I am proposing to insert additional filters into the blacklist that is applied to mach try pushes, as implemented in Bug 1630350 and Bug 1627340.

For the most part, these tasks must intentionally be chosen for mach try fuzzy.
However, if a user pushes with mach try chooser + select all, or mach try syntax + -b do, these tasks are inadvertently scheduled quite easily.

Since in Bug 1630350 it was intentionally made such that mach try syntax does not have a --full option to bypass filtering, this means users intending to run tasks filtered by the blacklist would be directed to use the alternatives.

Proposed list:

  • build.*aarch64.*
  • build*.gcp.*
  • build-linux/opt
  • .*-rusttests
  • .*valgrind.*

:jmaher, :gbrown - I'd like to hear your thoughts about adding the above list (and possibly more) to the task filter blacklist to be applied by default to the mach selectors.
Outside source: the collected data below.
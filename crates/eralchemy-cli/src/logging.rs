use std::io;

use clap::ValueEnum;
use tracing_subscriber::fmt::time::UtcTime;
use tracing_subscriber::prelude::*;
use tracing_subscriber::EnvFilter;

/// Shape of log lines written to stderr.
#[derive(Debug, Clone, Copy, PartialEq, Eq, Default, ValueEnum)]
pub enum LogFormat {
    #[default]
    Text,
    Json,
}

/// Install the global subscriber. `RUST_LOG` overrides `default_level`.
pub fn init_logging(format: LogFormat, default_level: &str) -> Result<(), String> {
    let filter = EnvFilter::try_from_default_env()
        .or_else(|_| EnvFilter::try_new(default_level))
        .map_err(|err| err.to_string())?;

    let registry = tracing_subscriber::registry().with(filter);

    let result = match format {
        LogFormat::Text => registry
            .with(
                tracing_subscriber::fmt::layer()
                    .with_timer(UtcTime::rfc_3339())
                    .with_writer(io::stderr),
            )
            .try_init(),
        LogFormat::Json => registry
            .with(
                tracing_subscriber::fmt::layer()
                    .json()
                    .with_timer(UtcTime::rfc_3339())
                    .with_writer(io::stderr),
            )
            .try_init(),
    };

    result.map_err(|err| err.to_string())
}
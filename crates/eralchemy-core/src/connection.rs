use std::fmt;

/// Parsed `dialect[+driver]://[user[:password]@]host[:port][/database][?params]` URL.
#[derive(Clone, PartialEq, Eq)]
pub struct ConnectionUrl {
    raw: String,
    pub scheme: String,
    pub user: Option<String>,
    password: Option<String>,
    pub host: Option<String>,
    pub port: Option<u16>,
    pub database: Option<String>,
}

impl ConnectionUrl {
    /// Parse `input` as a connection URL, returning `None` when it is not one.
    pub fn parse(input: &str) -> Option<Self> {
        let input = input.trim();
        let scheme_end = input.find("://")?;
        let scheme = &input[..scheme_end];
        if !is_valid_scheme(scheme) {
            return None;
        }

        let after_scheme = &input[scheme_end + 3..];
        if after_scheme.is_empty() {
            return None;
        }

        let (auth_part, host_part) = match after_scheme.rfind('@') {
            Some(at_idx) => (&after_scheme[..at_idx], &after_scheme[at_idx + 1..]),
            None => ("", after_scheme),
        };

        let (user, password) = if auth_part.is_empty() {
            (None, None)
        } else if let Some((user, password)) = auth_part.split_once(':') {
            (Some(user.to_string()), Some(password.to_string()))
        } else {
            (Some(auth_part.to_string()), None)
        };

        let host_part = host_part.split('?').next().unwrap_or("");
        let (host_port, path) = host_part.split_once('/').unwrap_or((host_part, ""));

        let mut host = None;
        let mut port = None;
        if !host_port.is_empty() {
            let (name, port_text) = split_host_port(host_port);
            if let Some(port_text) = port_text {
                port = Some(port_text.parse::<u16>().ok()?);
            }
            host = Some(name.to_string());
        }

        let database = (!path.is_empty()).then(|| path.to_string());

        Some(Self {
            raw: input.to_string(),
            scheme: scheme.to_string(),
            user,
            password,
            host,
            port,
            database,
        })
    }

    /// Dialect part of the scheme (`postgresql` for `postgresql+asyncpg`).
    pub fn dialect(&self) -> &str {
        self.scheme
            .split_once('+')
            .map_or(self.scheme.as_str(), |(dialect, _)| dialect)
    }

    /// The URL with any `+driver` suffix dropped from the scheme.
    pub fn native_url(&self) -> String {
        match self.scheme.split_once('+') {
            Some((dialect, _)) => format!("{dialect}{}", &self.raw[self.scheme.len()..]),
            None => self.raw.clone(),
        }
    }

    pub fn has_password(&self) -> bool {
        self.password.is_some()
    }

    /// The URL exactly as given, secrets included.
    pub fn as_str(&self) -> &str {
        &self.raw
    }

    /// The URL with the password and sensitive query parameters masked.
    pub fn redacted(&self) -> String {
        redact_connection_string(&self.raw)
    }
}

impl fmt::Debug for ConnectionUrl {
    fn fmt(&self, f: &mut fmt::Formatter<'_>) -> fmt::Result {
        f.debug_struct("ConnectionUrl")
            .field("url", &self.redacted())
            .field("scheme", &self.scheme)
            .field("user", &self.user)
            .field("host", &self.host)
            .field("port", &self.port)
            .field("database", &self.database)
            .finish()
    }
}

impl fmt::Display for ConnectionUrl {
    fn fmt(&self, f: &mut fmt::Formatter<'_>) -> fmt::Result {
        f.write_str(&self.redacted())
    }
}

/// Split `host[:port]`; colons inside a bracketed IPv6 literal belong to the host.
fn split_host_port(host_port: &str) -> (&str, Option<&str>) {
    let host_end = host_port.rfind(']').map_or(0, |idx| idx + 1);
    match host_port[host_end..].rfind(':') {
        Some(idx) => (
            &host_port[..host_end + idx],
            Some(&host_port[host_end + idx + 1..]),
        ),
        None => (host_port, None),
    }
}

fn is_valid_scheme(scheme: &str) -> bool {
    let mut chars = scheme.chars();
    matches!(chars.next(), Some(first) if first.is_ascii_alphabetic())
        && chars.all(|c| c.is_ascii_alphanumeric() || matches!(c, '+' | '-' | '.'))
}

/// Redact secrets from a connection string for logs and error messages.
pub fn redact_connection_string(conn: &str) -> String {
    let mut redacted = conn.to_string();

    if let Some(scheme_end) = conn.find("://") {
        let after_scheme = &conn[scheme_end + 3..];
        if let Some(at_idx) = after_scheme.rfind('@') {
            let auth_part = &after_scheme[..at_idx];
            if let Some(colon_idx) = auth_part.find(':') {
                let password_start = scheme_end + 3 + colon_idx + 1;
                let password_end = scheme_end + 3 + at_idx;
                redacted.replace_range(password_start..password_end, "***");
            }
        }
    }

    redact_query_params(&redacted)
}

fn redact_query_params(conn: &str) -> String {
    let Some(query_start) = conn.find('?') else {
        return conn.to_string();
    };

    let (base, query) = conn.split_at(query_start + 1);
    let params: Vec<String> = query
        .split('&')
        .map(|pair| match pair.split_once('=') {
            Some((key, _)) if is_sensitive_key(key) => format!("{key}=***"),
            _ => pair.to_string(),
        })
        .collect();

    format!("{base}{}", params.join("&"))
}

fn is_sensitive_key(key: &str) -> bool {
    matches!(
        key.to_lowercase().as_str(),
        "password" | "pass" | "token" | "api_key" | "apikey"
    )
}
I was particularly annoyed that selecting syntax -b do -p all would schedule builds for all those items, including the ones we have restricted from running like linux32.

I suspect if I run -u all I would see a lot of unittests get scheduled, which may be fine additions to the list.

Flags: needinfo?(jmaher)
Flags: needinfo?(gbrown)

I think this is a great idea. A lot of these are things that we are already looking at restricting to every 10th push or as tier-2, so this is right in line. Also the plain builds might be good to add, same with mingw32 :)

Flags: needinfo?(jmaher)

Changes:

Add more filters to be applied by default to all mach try selectors.

In order to access tasks hidden by the filters, please use --full with fuzzy/chooser selectors.

Assignee: nobody → egao
Status: NEW → ASSIGNED
Attachment #9142621 - Attachment description: Bug 1631990 - additional filters for mach try syntax → Bug 1631990 - additional filters on mach try selectors

From a task efficiency / cost reduction perspective, this looks great.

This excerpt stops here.